What is diaper rash?

Diaper rash is an inflammation on the skin in the area where the diaper is touching the skin. It is commonly found in infants and kids less than 2 years. However, the condition is also found in people who are immobile or paralyzed.

Approximately all babies get diaper rash at least one time at some stage in the first 3 years of their life. The condition is, however common among 9-12 months old babies. At this age the baby is learning how to sit and they enjoy sitting for long. They also begin eating solid foods, which may affect the acidity of the bowel movements.

What are the causes of diaper rash?

The most prevalent cause of diaper rash is lengthened and continuous exposure to dampness/moisture next to the skin. Other contributing issues are:

  • The clogged surroundings caused by the diaper
  • Rubbing caused by friction or abrasion
  • Extended exposure of the skin to excreta and urine.
Clogged surroundings caused by the diaper:

For a diaper to work perfectly it should fit securely. This means there is minimal amount of air getting to the diaper area. As a result the baby’s skin tends to be heated and wet. This leads to higher pH around this area compared to other parts of the body. Too much wetness on the skin makes it susceptible to irritants leading to swelling.

Friction:

Friction can wane the protecting barrier of the skin. Wet skin is more susceptible to rasping than dry skin. The wetness around the diaper area makes it vulnerable to abrasion. Friction between the diaper and the skin, and continuous swabbing and washing the diaper area encourages the skin to absorb irritating substances.

 

How to prevent diaper rash.

Diaper rashes are a serious concern for many parents. Some kids get at least one diaper rash in their childhood while others get it over and over. Parents whose kids get recurrent diaper rashes may have to use a different brand of diaper.  If you are using cloth diapers you could switch to the disposable ones. Also change brands of throwaway diapers or baby wipes and apply a barrier cream every time you change a diaper. Keep a symptom diary and find out if there is a connection between the diaper rash and a certain type of food the baby is eating.

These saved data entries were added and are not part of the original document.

//! Maximum-likelihood fits of reference samples, with the location parameter fixed at zero.

use std::path::Path;

use roots::find_root_brent;
use statrs::function::gamma::digamma;

use crate::error::EpiError;

/// Parameters of a log-normal fit: `ln(x) ~ Normal(mu, sigma)`.
#[derive(Debug, Clone, Copy, PartialEq)]
pub struct LogNormalFit {
    pub mu: f64,
    pub sigma: f64,
}

/// Parameters of a gamma fit in shape/scale form.
#[derive(Debug, Clone, Copy, PartialEq)]
pub struct GammaFit {
    pub shape: f64,
    pub scale: f64,
}

// Root bracket growth steps before giving up; each step doubles or halves a bound.
const MAX_BRACKET_STEPS: usize = 64;
const SHAPE_TOLERANCE: f64 = 1e-10;

/// Reads every number in a headerless text/CSV file. Fields may be separated by commas or
/// spread across lines; blank fields are skipped.
pub fn read_sample(path: &Path) -> Result<Vec<f64>, EpiError> {
    let mut reader = csv::ReaderBuilder::new()
        .has_headers(false)
        .flexible(true)
        .trim(csv::Trim::All)
        .from_path(path)?;

    let mut values = Vec::new();
    for record in reader.records() {
        let record = record?;
        for field in record.iter().filter(|field| !field.is_empty()) {
            let value = field.parse::<f64>().map_err(|_| {
                EpiError::InvalidDistribution(format!(
                    "{}: {field:?} is not a number",
                    path.display()
                ))
            })?;
            values.push(value);
        }
    }
    Ok(values)
}

fn check_sample(sample: &[f64]) -> Result<(), EpiError> {
    if sample.is_empty() {
        return Err(EpiError::InvalidDistribution(
            "cannot fit an empty sample".to_string(),
        ));
    }
    if let Some(bad) = sample.iter().find(|x| !x.is_finite() || **x <= 0.0) {
        return Err(EpiError::InvalidDistribution(format!(
            "samples must be positive and finite, found {bad}"
        )));
    }
    Ok(())
}

#[allow(clippy::cast_precision_loss)]
fn mean(values: impl Iterator<Item = f64>) -> f64 {
    let (sum, n) = values.fold((0.0, 0usize), |(sum, n), x| (sum + x, n + 1));
    sum / n as f64
}

/// Log-normal MLE: the mean and the population standard deviation of `ln(x)`.
pub fn fit_lognormal(sample: &[f64]) -> Result<LogNormalFit, EpiError> {
    check_sample(sample)?;
    let mu = mean(sample.iter().map(|x| x.ln()));
    let variance = mean(sample.iter().map(|x| (x.ln() - mu).powi(2)));
    Ok(LogNormalFit {
        mu,
        sigma: variance.sqrt(),
    })
}

/// Gamma MLE. The shape solves `ln(k) - digamma(k) = ln(mean(x)) - mean(ln(x))`, found with
/// Brent's method on a bracket around the Minka starting point; the scale is then
/// `mean(x) / k`.
///
/// A sample with no spread has `s = 0` and no finite solution; it is reported as an
/// infinite shape and the caller treats it as a point mass.
pub fn fit_gamma(sample: &[f64]) -> Result<GammaFit, EpiError> {
    check_sample(sample)?;
    let m = mean(sample.iter().copied());
    let s = m.ln() - mean(sample.iter().map(|x| x.ln()));
    if s <= f64::EPSILON {
        return Ok(GammaFit {
            shape: f64::INFINITY,
            scale: 0.0,
        });
    }

    // Strictly decreasing in k, from +inf at 0 down to 0 at infinity.
    let profile = |k: f64| k.ln() - digamma(k) - s;
    let start = (3.0 - s + ((s - 3.0).powi(2) + 24.0 * s).sqrt()) / (12.0 * s);
    let (mut low, mut high) = (start / 2.0, start * 2.0);
    for _ in 0..MAX_BRACKET_STEPS {
        if profile(low) > 0.0 {
            break;
        }
        low /= 2.0;
    }
    for _ in 0..MAX_BRACKET_STEPS {
        if profile(high) < 0.0 {
            break;
        }
        high *= 2.0;
    }

    let mut tolerance = SHAPE_TOLERANCE;
    let shape = find_root_brent(low, high, profile, &mut tolerance).map_err(|e| {
        EpiError::InvalidDistribution(format!(
            "gamma fit did not converge in [{low}, {high}]: {e:?}"
        ))
    })?;
    Ok(GammaFit {
        shape,
        scale: m / shape,
    })
}
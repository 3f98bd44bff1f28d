use log4rs::append::console::ConsoleAppender;
use log4rs::config::runtime::ConfigBuilder;
use log4rs::config::{Appender, Logger, Root};
use log4rs::encode::pattern::PatternEncoder;
use log4rs::Config;

#[cfg(feature = "progress_bar")]
use super::progress_bar_encoder::PBWrapperEncoder;
use crate::log::LogConfiguration;

// Use an ISO 8601 timestamp format and color coded level tag
const DEFAULT_LOG_PATTERN: &str = "{d(%Y-%m-%dT%H:%M:%SZ)} {h({l})} {t} - {m}{n}";

impl LogConfiguration {
    /// Sets the global logger to conform to this [`LogConfiguration`].
    pub(in crate::log) fn set_config(&mut self) {
        let encoder = Box::new(PatternEncoder::new(DEFAULT_LOG_PATTERN));
        // Appends an ANSI escape code to clear to end of line.
        #[cfg(feature = "progress_bar")]
        let encoder = Box::new(PBWrapperEncoder::new(encoder));
        let stdout: ConsoleAppender = ConsoleAppender::builder().encoder(encoder).build();
        let mut config: ConfigBuilder =
            Config::builder().appender(Appender::builder().build("stdout", Box::new(stdout)));

        for (module, level) in &self.module_filters {
            config = config.logger(Logger::builder().build(module.clone(), *level));
        }

        // The `Root` determines the global log level
        let root = Root::builder()
            .appender("stdout")
            .build(self.global_log_level);
        let new_config = match config.build(root) {
            Err(e) => {
                panic!("failed to build config: {e}");
            }
            Ok(config) => config,
        };

        match self.root_handle {
            Some(ref mut handle) => {
                // The global logger has already been initialized
                handle.set_config(new_config);
            }

            None => match log4rs::init_config(new_config) {
                Ok(handle) => self.root_handle = Some(handle),
                // Another logger was installed by the embedding application; defer to it.
                Err(_) => log::set_max_level(self.global_log_level),
            },
        }
    }
}
//! The per-person infection state machine.
//!
//! Statuses only ever move forward along
//! `Healthy < Contraction < Infectious < StayHome < Hospital`. The [`StatusTable`] enforces
//! this: an attempted move to the same or a weaker status is refused and leaves the table
//! unchanged, which is how stale and duplicate events become no-ops.
use serde::{Deserialize, Serialize};
use strum::EnumIter;

use crate::population::PersonId;
use crate::HashMap;

#[derive(
    Copy,
    Clone,
    Debug,
    Default,
    PartialEq,
    Eq,
    PartialOrd,
    Ord,
    Hash,
    Serialize,
    Deserialize,
    EnumIter,
    strum::Display,
)]
#[serde(rename_all = "snake_case")]
#[strum(serialize_all = "snake_case")]
pub enum InfectionStatus {
    #[default]
    Healthy,
    Contraction,
    Infectious,
    StayHome,
    Hospital,
}

impl InfectionStatus {
    /// Statuses in which a person can pass the infection on to someone else.
    #[must_use]
    pub fn is_active(self) -> bool {
        matches!(
            self,
            InfectionStatus::Contraction | InfectionStatus::Infectious | InfectionStatus::StayHome
        )
    }
}

/// A status change applied by the engine
#[derive(Copy, Clone, Debug, PartialEq, Serialize, Deserialize)]
pub struct StatusTransition {
    pub time: f64,
    pub person_id: PersonId,
    pub from: InfectionStatus,
    pub to: InfectionStatus,
}

/// Current status of every person. Anyone never touched is `Healthy`.
#[derive(Default)]
pub struct StatusTable {
    statuses: HashMap<PersonId, InfectionStatus>,
    transitions: Vec<StatusTransition>,
}

impl StatusTable {
    #[must_use]
    pub fn new() -> Self {
        Self::default()
    }

    #[must_use]
    pub fn get(&self, person_id: PersonId) -> InfectionStatus {
        self.statuses
            .get(&person_id)
            .copied()
            .unwrap_or_default()
    }

    /// Moves `person_id` to `next` if that is strictly forward. Returns whether the table
    /// changed.
    pub fn advance(&mut self, person_id: PersonId, next: InfectionStatus, time: f64) -> bool {
        let current = self.get(person_id);
        if next <= current {
            return false;
        }
        self.statuses.insert(person_id, next);
        self.transitions.push(StatusTransition {
            time,
            person_id,
            from: current,
            to: next,
        });
        true
    }

    /// Every accepted change, in the order it was applied.
    #[must_use]
    pub fn transitions(&self) -> &[StatusTransition] {
        &self.transitions
    }

    /// Number of people currently in `status`. Does not count never-touched `Healthy` people.
    #[must_use]
    pub fn count(&self, status: InfectionStatus) -> usize {
        self.statuses.values().filter(|s| **s == status).count()
    }
}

Additional things to do to stop diaper rashes include:

  • Regular diaper changes.
  • Allowing the baby to stay without a diaper as much as possible (many babies love it).
  • Using a fragrance-free wipes
  • Using lukewarm water and a not so strong soap as an alternative to wipes
  • Using a squirt bottle when cleaning and avoid rubbing
  • Ensuring that the diaper area is totally dry before putting another diaper. It is advisable to allow the baby to stay for a while without a diaper every time you remove a diaper.
  • The best way to stop this problem is potty training your child. This is the most effective way of keeping your child dry.